THE TASK:
The word "struct" may appear in some lines of the data; copy every such line.

== RECORDS FOR THE EXERCISE ==

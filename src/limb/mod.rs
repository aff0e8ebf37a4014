//! Definitions and arithmetic primitives related to [LimbType], the basic unit of multiprecision
//! integer arithmetic.
use core::convert;
use core::mem;
use core::ops;

/// The basic unit of an [`MpInt`](crate::MpInt) magnitude.
///
/// # Notes
///
/// Targets with 64 bit pointers get 64 bit limbs and do their double limb arithmetic on the native
/// `u128`. Everything else falls back to `u32` limbs with `u64` double limbs. None of the
/// multiprecision code depends on the concrete width, only on [`LIMB_BITS`].
///
#[cfg(target_pointer_width = "64")]
pub type LimbType = u64;
#[cfg(target_pointer_width = "64")]
pub type DoubleLimbType = u128;

#[cfg(not(target_pointer_width = "64"))]
pub type LimbType = u32;
#[cfg(not(target_pointer_width = "64"))]
pub type DoubleLimbType = u64;

/// The bit width of a [`LimbType`].
pub const LIMB_BITS: u32 = LimbType::BITS;
/// The size of a [`LimbType`] in bytes.
pub const LIMB_BYTES: usize = mem::size_of::<LimbType>();

#[inline(always)]
pub fn black_box_l(v: LimbType) -> LimbType {
    core::hint::black_box(v)
}

/// A branch free boolean, stored as an all zeros or all ones limb mask.
///
/// Used by the Montgomery kernels, whose control flow must not depend on exponent bits.
#[derive(Clone, Copy, Debug)]
pub struct LimbChoice {
    mask: LimbType,
}

impl LimbChoice {
    pub const fn new(cond: LimbType) -> Self {
        debug_assert!(cond == 0 || cond == 1);
        Self { mask: (0 as LimbType).wrapping_sub(cond) }
    }

    pub fn unwrap(&self) -> LimbType {
        black_box_l(self.mask & 1)
    }

    pub const fn select(&self, v0: LimbType, v1: LimbType) -> LimbType {
        v0 ^ (self.mask & (v0 ^ v1))
    }
}

impl convert::From<LimbType> for LimbChoice {
    fn from(value: LimbType) -> Self {
        Self::new(value)
    }
}

impl ops::Not for LimbChoice {
    type Output = Self;

    fn not(self) -> Self::Output {
        Self { mask: !self.mask }
    }
}

impl ops::BitOr for LimbChoice {
    type Output = Self;

    fn bitor(self, rhs: Self) -> Self::Output {
        Self { mask: self.mask | rhs.mask }
    }
}

#[test]
fn test_limb_choice() {
    let t = LimbChoice::from(1);
    let f = LimbChoice::from(0);
    assert_eq!(t.unwrap(), 1);
    assert_eq!(f.unwrap(), 0);
    assert_eq!((!t).unwrap(), 0);
    assert_eq!((t | f).unwrap(), 1);
    assert_eq!(t.select(3, 5), 5);
    assert_eq!(f.select(3, 5), 3);
}

/// Add two limbs.
///
/// Returns a pair of carry and the [`LimbType::BITS`] lower bits of the sum.
///
/// Runs in constant time.
///
/// # Arguments:
///
/// * `v0` - first operand
/// * `v1` - second operand
///
pub fn ct_add_l_l(v0: LimbType, v1: LimbType) -> (LimbType, LimbType) {
    // Derive the carry arithmetically, overflowing_add() might branch.
    let v0 = black_box_l(v0);
    let v1 = black_box_l(v1);
    let r = v0.wrapping_add(v1);
    let carry = black_box_l((((v0 | v1) & !r) | (v0 & v1)) >> (LIMB_BITS - 1));
    (carry, r)
}

#[test]
fn test_ct_add_l_l() {
    assert_eq!(ct_add_l_l(0, 0), (0, 0));
    assert_eq!(ct_add_l_l(1, 0), (0, 1));
    assert_eq!(ct_add_l_l(!0 - 1, 1), (0, !0));
    assert_eq!(ct_add_l_l(!0, 1), (1, 0));
    assert_eq!(ct_add_l_l(1 << (LIMB_BITS - 1), 1 << (LIMB_BITS - 1)), (1, 0));
    assert_eq!(ct_add_l_l(!0, !0), (1, !0 - 1));
}

pub fn ct_add_l_l_c(v0: LimbType, v1: LimbType, carry: LimbType) -> (LimbType, LimbType) {
    debug_assert!(carry <= 1);
    let (carry0, r) = ct_add_l_l(v0, carry);
    let (carry1, r) = ct_add_l_l(r, v1);
    let carry = carry0 + carry1;
    debug_assert!(carry <= 1);
    (carry, r)
}

/// Subtract two limbs.
///
/// Returns a pair of borrow and the [`LimbType::BITS`] lower bits of the difference.
///
/// Runs in constant time.
///
/// # Arguments:
///
/// * `v0` - first operand
/// * `v1` - second operand
///
pub fn ct_sub_l_l(v0: LimbType, v1: LimbType) -> (LimbType, LimbType) {
    let v0 = black_box_l(v0);
    let v1 = black_box_l(v1);
    let r = v0.wrapping_sub(v1);
    let borrow = black_box_l((((r | v1) & !v0) | (v1 & r)) >> (LIMB_BITS - 1));
    (borrow, r)
}

#[test]
fn test_ct_sub_l_l() {
    assert_eq!(ct_sub_l_l(0, 0), (0, 0));
    assert_eq!(ct_sub_l_l(1, 0), (0, 1));
    assert_eq!(ct_sub_l_l(0, 1), (1, !0));
    assert_eq!(ct_sub_l_l(0, 1 << (LIMB_BITS - 1)), (1, 1 << (LIMB_BITS - 1)));
    assert_eq!(ct_sub_l_l(1 << (LIMB_BITS - 1), (1 << (LIMB_BITS - 1)) + 1), (1, !0));
}

pub fn ct_sub_l_l_b(v0: LimbType, v1: LimbType, borrow: LimbType) -> (LimbType, LimbType) {
    debug_assert!(borrow <= 1);
    let (borrow0, r) = ct_sub_l_l(v0, borrow);
    let (borrow1, r) = ct_sub_l_l(r, v1);
    let borrow = borrow0 + borrow1;
    debug_assert!(borrow <= 1);
    (borrow, r)
}

/// A pair of [`LimbType`]s interpreted as a double precision integer.
///
/// Used for the result of [`LimbType`] multiplications and for the two limb dividends of the long
/// division.
///
#[derive(Clone, Copy, PartialEq, Eq, Debug)]
pub struct DoubleLimb {
    v: [LimbType; 2],
}

impl DoubleLimb {
    pub fn new(h: LimbType, l: LimbType) -> Self {
        Self { v: [l, h] }
    }

    pub fn high(&self) -> LimbType {
        self.v[1]
    }

    pub fn low(&self) -> LimbType {
        self.v[0]
    }

    fn from_dl(v: DoubleLimbType) -> Self {
        Self::new((v >> LIMB_BITS) as LimbType, v as LimbType)
    }

    fn to_dl(self) -> DoubleLimbType {
        (self.high() as DoubleLimbType) << LIMB_BITS | self.low() as DoubleLimbType
    }
}

/// Multiply two limbs.
///
/// Returns the result as a double precision [`DoubleLimb`].
///
/// # Arguments:
///
/// * `v0` - first operand
/// * `v1` - second operand
///
pub fn ct_mul_l_l(v0: LimbType, v1: LimbType) -> DoubleLimb {
    DoubleLimb::from_dl(v0 as DoubleLimbType * v1 as DoubleLimbType)
}

#[test]
fn test_ct_mul_l_l() {
    let p = ct_mul_l_l(0, 0);
    assert_eq!(p.low(), 0);
    assert_eq!(p.high(), 0);

    let p = ct_mul_l_l(1 << (LIMB_BITS - 1), 2);
    assert_eq!(p.low(), 0);
    assert_eq!(p.high(), 1);

    let p = ct_mul_l_l(1 << (LIMB_BITS - 1), 1 << (LIMB_BITS - 1));
    assert_eq!(p.low(), 0);
    assert_eq!(p.high(), 1 << (LIMB_BITS - 2));

    let p = ct_mul_l_l(!0, !0);
    assert_eq!(p.low(), 1);
    assert_eq!(p.high(), !1);
}

/// Compute `op0 + op10 * op11 + carry`.
///
/// Returns a pair of the high limb carry and the low limb of the result.
pub fn ct_mul_add_l_l_l_c(
    op0: LimbType,
    op10: LimbType,
    op11: LimbType,
    carry: LimbType,
) -> (LimbType, LimbType) {
    // (b - 1)^2 + 2 * (b - 1) = b^2 - 1 always fits a double limb.
    let r = DoubleLimb::from_dl(
        op10 as DoubleLimbType * op11 as DoubleLimbType
            + op0 as DoubleLimbType
            + carry as DoubleLimbType,
    );
    (r.high(), r.low())
}

#[test]
fn test_ct_mul_add_l_l_l_c() {
    assert_eq!(ct_mul_add_l_l_l_c(0, 0, 0, 0), (0, 0));
    assert_eq!(ct_mul_add_l_l_l_c(1, 2, 3, 4), (0, 11));
    assert_eq!(ct_mul_add_l_l_l_c(!0, !0, !0, !0), (!0, !0));
}

/// Divide a double limb by a limb.
///
/// Returns a pair of the double limb quotient and the remainder.
///
/// # Arguments
///
/// * `u` - The [`DoubleLimb`] dividend.
/// * `v` - The non-zero divisor.
///
pub fn div_dl_l(u: &DoubleLimb, v: LimbType) -> (DoubleLimb, LimbType) {
    debug_assert!(v != 0);
    let u = u.to_dl();
    let v = v as DoubleLimbType;
    (DoubleLimb::from_dl(u / v), (u % v) as LimbType)
}

#[test]
fn test_div_dl_l() {
    fn div_and_check(u: DoubleLimb, v: LimbType) {
        let (q, r) = div_dl_l(&u, v);

        // Multiply q by v again and add the remainder back, the result should match the initial u.
        let prod_l = ct_mul_l_l(q.low(), v);
        let prod_h = ct_mul_l_l(q.high(), v);
        assert_eq!(prod_h.high(), 0);
        assert!(r < v);

        let (carry, result_l) = ct_add_l_l(prod_l.low(), r);
        let (carry, result_h) = ct_add_l_l_c(prod_l.high(), prod_h.low(), carry);
        assert_eq!(carry, 0);
        assert_eq!(result_l, u.low());
        assert_eq!(result_h, u.high());
    }

    div_and_check(DoubleLimb::new(!1, !0), !0);
    div_and_check(DoubleLimb::new(0, 0), !0);
    div_and_check(DoubleLimb::new(!0, !0), 1);
    div_and_check(DoubleLimb::new(!0, !1), 2);

    for i in 0..LIMB_BITS {
        for j in 0..LIMB_BITS {
            let u_h = if i != 0 { !0 >> (LIMB_BITS - i) } else { 0 };
            div_and_check(DoubleLimb::new(u_h, !0), 1 << j | 1);
        }
    }
}

/// Compute the inverse of an odd limb modulo `2^LIMB_BITS`.
pub fn ct_inv_mod_l(v: LimbType) -> LimbType {
    // Apply Hensel's lifting lemma for v * x - 1 to lift the trivial root
    // (i.e. inverse of v) mod 2^1 to a root mod 2^LIMB_BITS. Successive steps
    // double the bits, i.e. if r is a root mod 2^k, one step makes it a root mod 2^2*k.
    debug_assert_eq!(v & 1, 1);
    let mut k = 1;
    let mut r: LimbType = 1;
    while k < LIMB_BITS {
        r = (r << 1).wrapping_sub(v.wrapping_mul(r).wrapping_mul(r));
        k *= 2;
    }

    r
}

#[test]
fn test_ct_inv_mod_l() {
    for j in 0..LIMB_BITS {
        let v = ((1 as LimbType) << j) | 1;
        assert_eq!(v.wrapping_mul(ct_inv_mod_l(v)), 1);
    }

    for j in 1..LIMB_BITS {
        let v = ((1 as LimbType) << j).wrapping_sub(1);
        assert_eq!(v.wrapping_mul(ct_inv_mod_l(v)), 1);
    }
}

// Position of MSB + 1, if any, zero otherwise.
pub fn find_last_set_bit_l(v: LimbType) -> usize {
    (LIMB_BITS - v.leading_zeros()) as usize
}

#[test]
fn test_find_last_set_bit_l() {
    assert_eq!(find_last_set_bit_l(0), 0);

    for i in 0..LIMB_BITS as usize {
        let v: LimbType = 1 << i;
        assert_eq!(find_last_set_bit_l(v), i + 1);
        assert_eq!(find_last_set_bit_l(v - 1), i);
    }
}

===

TASK RESPONSE:
pub struct LimbChoice {
pub struct DoubleLimb {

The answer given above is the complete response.